Generally speaking, the α-FAR exhibited good enantioselectivity for all aldehyde substrates (enantiomeric ratio (e.r.) of ≥95:5); however, in a few cases, particularly for the purine bases, the enantioselectivity of the α-FAR was lower9. The adenine aldehyde (en route to adenosine), for example, exhibited an e.r. of 82:18 for the α-FAR reaction9. Although we did not investigate methods of improving the enantioselectivity of the α-FAR reaction in these cases, it was noticed that several of the aldol adducts were solids; thus, it is possible that the e.r. of these fluorohydrin’s could be improved through crystallization6.

Materials

Reagents

Caution

Many of the solvents and reagents are hazardous and/or flammable and should be handled with care in a ventilated fume hood by following good laboratory practice guidelines.

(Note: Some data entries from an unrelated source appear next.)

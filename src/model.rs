use chrono::{Datelike, Duration, NaiveDate, NaiveDateTime, NaiveTime, Weekday};
use serde::{Deserialize, Serialize};
use std::collections::HashSet;
use uuid::Uuid;

/// Délai maximal d'une relance (dix ans).
pub const MAX_DELAY_MINUTES: i64 = 10 * 366 * 24 * 60;

/// Délai en minutes, `None` s'il est négatif ou dépasse [`MAX_DELAY_MINUTES`].
pub fn delay_from_minutes(minutes: i64) -> Option<Duration> {
    (0..=MAX_DELAY_MINUTES)
        .contains(&minutes)
        .then(|| Duration::minutes(minutes))
}

/// Identifiant fort pour Salesperson
#[derive(Debug, Clone, PartialEq, Eq, Hash, Serialize, Deserialize)]
pub struct SalespersonId(String);

impl SalespersonId {
    pub fn new<S: AsRef<str>>(s: S) -> Self {
        Self(s.as_ref().to_owned())
    }
    pub fn random() -> Self {
        Self(Uuid::new_v4().to_string())
    }
    pub fn as_str(&self) -> &str {
        &self.0
    }
}

/// Horaires hebdomadaires d'un vendeur (heure locale, sans fuseau).
///
/// `days[0]` = lundi … `days[6]` = dimanche.
#[derive(Debug, Clone, PartialEq, Eq, Serialize, Deserialize)]
pub struct WorkSchedule {
    pub days: [bool; 7],
    pub start_time: NaiveTime,
    pub end_time: NaiveTime,
}

impl WorkSchedule {
    /// Crée des horaires en validant que `end_time > start_time`.
    pub fn new(days: [bool; 7], start_time: NaiveTime, end_time: NaiveTime) -> Result<Self, String> {
        if end_time <= start_time {
            return Err("work end_time must be after start_time".to_string());
        }
        Ok(Self { days, start_time, end_time })
    }

    /// Lundi → vendredi, mêmes heures chaque jour.
    pub fn weekdays(start_time: NaiveTime, end_time: NaiveTime) -> Result<Self, String> {
        Self::new([true, true, true, true, true, false, false], start_time, end_time)
    }

    pub fn works_on(&self, weekday: Weekday) -> bool {
        self.days[weekday.num_days_from_monday() as usize]
    }

    /// Bornes incluses.
    pub fn covers(&self, time: NaiveTime) -> bool {
        self.start_time <= time && time <= self.end_time
    }

    /// Horaires exploitables : au moins un jour travaillé et une plage non vide.
    pub fn is_configured(&self) -> bool {
        self.days.iter().any(|d| *d) && self.start_time < self.end_time
    }

    pub fn work_start_on(&self, date: NaiveDate) -> NaiveDateTime {
        date.and_time(self.start_time)
    }

    pub fn is_work_moment(&self, at: NaiveDateTime) -> bool {
        self.works_on(at.weekday()) && self.covers(at.time())
    }
}

#[derive(Debug, Clone, Copy, PartialEq, Eq, Serialize, Deserialize, Default)]
#[serde(rename_all = "lowercase")]
pub enum LeaveStatus {
    #[default]
    Pending,
    Approved,
    Rejected,
}

impl std::str::FromStr for LeaveStatus {
    type Err = String;

    fn from_str(s: &str) -> Result<Self, Self::Err> {
        match s.trim().to_ascii_lowercase().as_str() {
            "approved" => Ok(LeaveStatus::Approved),
            "pending" => Ok(LeaveStatus::Pending),
            "rejected" => Ok(LeaveStatus::Rejected),
            _ => Err(format!("invalid leave status: {s}")),
        }
    }
}

/// Congé : plage de dates incluses, éventuellement restreinte à une plage horaire.
#[derive(Debug, Clone, PartialEq, Eq, Serialize, Deserialize)]
pub struct LeaveInterval {
    pub start_date: NaiveDate,
    pub end_date: NaiveDate,
    #[serde(default, skip_serializing_if = "Option::is_none")]
    pub start_time: Option<NaiveTime>,
    #[serde(default, skip_serializing_if = "Option::is_none")]
    pub end_time: Option<NaiveTime>,
    #[serde(default)]
    pub status: LeaveStatus,
}

impl LeaveInterval {
    pub fn new(start_date: NaiveDate, end_date: NaiveDate, status: LeaveStatus) -> Result<Self, String> {
        if end_date < start_date {
            return Err("leave end_date must not be before start_date".to_string());
        }
        Ok(Self { start_date, end_date, start_time: None, end_time: None, status })
    }

    /// Restreint le congé à une plage horaire quotidienne.
    pub fn with_times(mut self, start_time: Option<NaiveTime>, end_time: Option<NaiveTime>) -> Result<Self, String> {
        if let (Some(s), Some(e)) = (start_time, end_time) {
            if e <= s {
                return Err("leave end_time must be after start_time".to_string());
            }
        }
        self.start_time = start_time;
        self.end_time = end_time;
        Ok(self)
    }

    pub fn is_approved(&self) -> bool {
        self.status == LeaveStatus::Approved
    }

    /// Sans bornes horaires, le congé bloque la journée entière.
    pub fn blocks(&self, at: NaiveDateTime) -> bool {
        if !self.is_approved() {
            return false;
        }
        let date = at.date();
        if date < self.start_date || date > self.end_date {
            return false;
        }
        let time = at.time();
        let after_start = self.start_time.map_or(true, |s| time >= s);
        let before_end = self.end_time.map_or(true, |e| time <= e);
        after_start && before_end
    }
}

/// Vendeur
#[derive(Debug, Clone, PartialEq, Eq, Serialize, Deserialize)]
pub struct Salesperson {
    pub id: SalespersonId,
    pub handle: String,
    pub display_name: String,
    #[serde(default = "default_active")]
    pub active: bool,
    #[serde(default, skip_serializing_if = "Option::is_none")]
    pub schedule: Option<WorkSchedule>,
    #[serde(default, skip_serializing_if = "Vec::is_empty")]
    pub leaves: Vec<LeaveInterval>,
}

fn default_active() -> bool {
    true
}

impl Salesperson {
    pub fn new<H: Into<String>, D: Into<String>>(handle: H, display_name: D) -> Self {
        Self {
            id: SalespersonId::random(),
            handle: handle.into(),
            display_name: display_name.into(),
            active: true,
            schedule: None,
            leaves: Vec::new(),
        }
    }

    pub fn with_schedule(mut self, schedule: WorkSchedule) -> Self {
        self.schedule = Some(schedule);
        self
    }

    /// Horaires exploitables par le calcul d'échéance, s'il y en a.
    pub fn work_schedule(&self) -> Option<&WorkSchedule> {
        self.schedule.as_ref().filter(|s| s.is_configured())
    }
}

/// Identifiant fort pour FollowUp
#[derive(Debug, Clone, PartialEq, Eq, Hash, Serialize, Deserialize)]
pub struct FollowUpId(String);

impl FollowUpId {
    pub fn new<S: AsRef<str>>(s: S) -> Self {
        Self(s.as_ref().to_owned())
    }
    pub fn random() -> Self {
        Self(Uuid::new_v4().to_string())
    }
    pub fn as_str(&self) -> &str {
        &self.0
    }
}

#[derive(Debug, Clone, Copy, PartialEq, Eq, Serialize, Deserialize, Default)]
#[serde(rename_all = "lowercase")]
pub enum FollowUpStatus {
    #[default]
    Pending,
    Done,
}

impl FollowUpStatus {
    pub fn as_str(&self) -> &'static str {
        match self {
            FollowUpStatus::Pending => "pending",
            FollowUpStatus::Done => "done",
        }
    }
}

/// Relance à effectuer sur un prospect.
#[derive(Debug, Clone, Serialize, Deserialize)]
pub struct FollowUp {
    pub id: FollowUpId,
    pub lead: String,
    pub salesperson: SalespersonId,
    pub base_time: NaiveDateTime,
    pub delay_minutes: i64,
    pub due_at: NaiveDateTime,
    #[serde(default)]
    pub status: FollowUpStatus,
    #[serde(default)]
    pub escalation_level: u8,
    #[serde(default, skip_serializing_if = "Option::is_none")]
    pub reassigned_from: Option<SalespersonId>,
    pub created_at: NaiveDateTime,
    #[serde(default, skip_serializing_if = "Option::is_none")]
    pub completed_at: Option<NaiveDateTime>,
}

impl FollowUp {
    pub fn is_pending(&self) -> bool {
        self.status == FollowUpStatus::Pending
    }

    pub fn delay(&self) -> Duration {
        Duration::minutes(self.delay_minutes.clamp(0, MAX_DELAY_MINUTES))
    }
}

/// Équipe commerciale complète
#[derive(Debug, Clone, Serialize, Deserialize, Default)]
pub struct Team {
    pub salespeople: Vec<Salesperson>,
    #[serde(default)]
    pub follow_ups: Vec<FollowUp>,
}

impl Team {
    /// Handles uniques, délais des relances dans les bornes.
    pub fn validate(&self) -> Result<(), String> {
        let mut seen = HashSet::new();
        for p in &self.salespeople {
            if !seen.insert(p.handle.as_str()) {
                return Err(format!("duplicate salesperson handle: {}", p.handle));
            }
        }
        for f in &self.follow_ups {
            if delay_from_minutes(f.delay_minutes).is_none() {
                return Err(format!("follow-up {} has an out-of-range delay", f.id.as_str()));
            }
        }
        Ok(())
    }

    pub fn find_by_handle<'a>(&'a self, handle: &str) -> Option<&'a Salesperson> {
        self.salespeople.iter().find(|p| p.handle == handle)
    }
    pub fn find_by_id<'a>(&'a self, id: &SalespersonId) -> Option<&'a Salesperson> {
        self.salespeople.iter().find(|p| &p.id == id)
    }
    pub fn find_mut_by_handle(&mut self, handle: &str) -> Option<&mut Salesperson> {
        self.salespeople.iter_mut().find(|p| p.handle == handle)
    }
    pub fn find_follow_up(&self, id: &FollowUpId) -> Option<&FollowUp> {
        self.follow_ups.iter().find(|f| &f.id == id)
    }
    pub fn find_follow_up_mut(&mut self, id: &FollowUpId) -> Option<&mut FollowUp> {
        self.follow_ups.iter_mut().find(|f| &f.id == id)
    }
    pub fn handle_of(&self, id: &SalespersonId) -> Option<&str> {
        self.find_by_id(id).map(|p| p.handle.as_str())
    }
}

#[cfg(test)]
mod tests {
    use super::*;

    fn t(h: u32, m: u32) -> NaiveTime {
        NaiveTime::from_hms_opt(h, m, 0).unwrap()
    }

    #[test]
    fn schedule_rejects_empty_window() {
        assert!(WorkSchedule::weekdays(t(18, 0), t(9, 0)).is_err());
        assert!(WorkSchedule::weekdays(t(9, 0), t(9, 0)).is_err());
    }

    #[test]
    fn time_bounded_leave_only_blocks_its_window() {
        let day = NaiveDate::from_ymd_opt(2025, 3, 5).unwrap();
        let leave = LeaveInterval::new(day, day, LeaveStatus::Approved)
            .unwrap()
            .with_times(Some(t(13, 0)), Some(t(15, 0)))
            .unwrap();
        assert!(!leave.blocks(day.and_time(t(10, 0))));
        assert!(leave.blocks(day.and_time(t(13, 0))));
        assert!(leave.blocks(day.and_time(t(15, 0))));
        assert!(!leave.blocks(day.and_time(t(15, 1))));
    }

    #[test]
    fn pending_leave_never_blocks() {
        let day = NaiveDate::from_ymd_opt(2025, 3, 5).unwrap();
        let leave = LeaveInterval::new(day, day, LeaveStatus::Pending).unwrap();
        assert!(!leave.blocks(day.and_time(t(10, 0))));
    }

    #[test]
    fn delay_conversion_is_bounded() {
        assert_eq!(delay_from_minutes(90), Some(Duration::minutes(90)));
        assert_eq!(delay_from_minutes(-1), None);
        assert_eq!(delay_from_minutes(i64::MAX), None);
    }

    #[test]
    fn team_validation_catches_duplicates_and_huge_delays() {
        let mut team = Team::default();
        team.salespeople.push(Salesperson::new("alice", "Alice"));
        assert!(team.validate().is_ok());

        let mut f = FollowUp {
            id: FollowUpId::random(),
            lead: "lead".to_string(),
            salesperson: team.salespeople[0].id.clone(),
            base_time: NaiveDate::from_ymd_opt(2025, 3, 4).unwrap().and_time(t(10, 0)),
            delay_minutes: i64::MAX,
            due_at: NaiveDate::from_ymd_opt(2025, 3, 4).unwrap().and_time(t(10, 0)),
            status: FollowUpStatus::Pending,
            escalation_level: 0,
            reassigned_from: None,
            created_at: NaiveDate::from_ymd_opt(2025, 3, 4).unwrap().and_time(t(10, 0)),
            completed_at: None,
        };
        // clampé, pas de panique
        assert_eq!(f.delay(), Duration::minutes(MAX_DELAY_MINUTES));
        team.follow_ups.push(f.clone());
        assert!(team.validate().unwrap_err().contains("out-of-range delay"));

        f.delay_minutes = 30;
        team.follow_ups = vec![f];
        team.salespeople.push(Salesperson::new("alice", "Alice bis"));
        assert_eq!(team.validate().unwrap_err(), "duplicate salesperson handle: alice");
    }
}
use crate::model::Team;
use anyhow::Context;
use std::fs;
use std::io::Write;
use std::path::{Path, PathBuf};
use tempfile::NamedTempFile;

pub trait Storage {
    /// Charge une équipe depuis un support.
    fn load(&self) -> anyhow::Result<Team>;
    /// Sauvegarde de manière atomique.
    fn save(&self, team: &Team) -> anyhow::Result<()>;
}

pub struct JsonStorage {
    path: PathBuf,
}

impl JsonStorage {
    pub fn open<P: AsRef<Path>>(path: P) -> anyhow::Result<Self> {
        Ok(Self { path: path.as_ref().to_path_buf() })
    }

    pub fn exists(&self) -> bool {
        self.path.exists()
    }
}

impl Storage for JsonStorage {
    fn load(&self) -> anyhow::Result<Team> {
        let data = fs::read(&self.path).with_context(|| format!("reading {}", self.path.display()))?;
        let team: Team = serde_json::from_slice(&data).with_context(|| "parsing team.json")?;
        team.validate()
            .map_err(anyhow::Error::msg)
            .with_context(|| format!("validating {}", self.path.display()))?;
        Ok(team)
    }

    fn save(&self, team: &Team) -> anyhow::Result<()> {
        let json = serde_json::to_vec_pretty(team)?;
        let dir = match self.path.parent() {
            Some(p) if !p.as_os_str().is_empty() => p,
            _ => Path::new("."),
        };
        let mut tmp = NamedTempFile::new_in(dir).with_context(|| "creating temp file")?;
        tmp.write_all(&json)?;
        tmp.flush()?;
        tmp.as_file().sync_all()?;
        tmp.persist(&self.path).with_context(|| "atomic rename")?;
        Ok(())
    }
}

A laboratory coat, gloves and safety glasses should be worn at all times when following this protocol.

  • NFSI (98%; Matrix Scientific, cat. no. 003270)

    Caution

    NFSI causes skin and eye irritation. Wear safety glasses, gloves and a laboratory coat when handling.

  • l-Proline (99%; Oakwood Chemical, cat. no. M02947)

  • Sodium bicarbonate (NaHCO3, powder/certified American Chemical Society grade; Fisher Chemical, cat. no. S233-3)

  • 2,2-Dimethyl-1,3-dioxan-5-one (3) (95%; Enamine, cat. no. EN300-136503)

    Caution

    3 can cause serious skin and eye irritation and may cause respiratory irritation.

  • N,N-Dimethylformamide (DMF, ≥99.8%; ACP Chemicals, cat. no. D-5600)

    Caution

    DMF is a flammable liquid and can cause acute oral, dermal, inhalation and reproductive toxicity.

  • Ethyl acetate (99.5%; Fisher Chemical, cat. no. E145-4)

    Caution

    Ethyl acetate is a highly flammable liquid and can cause serious eye irritation, and inhalation may cause drowsiness or dizziness.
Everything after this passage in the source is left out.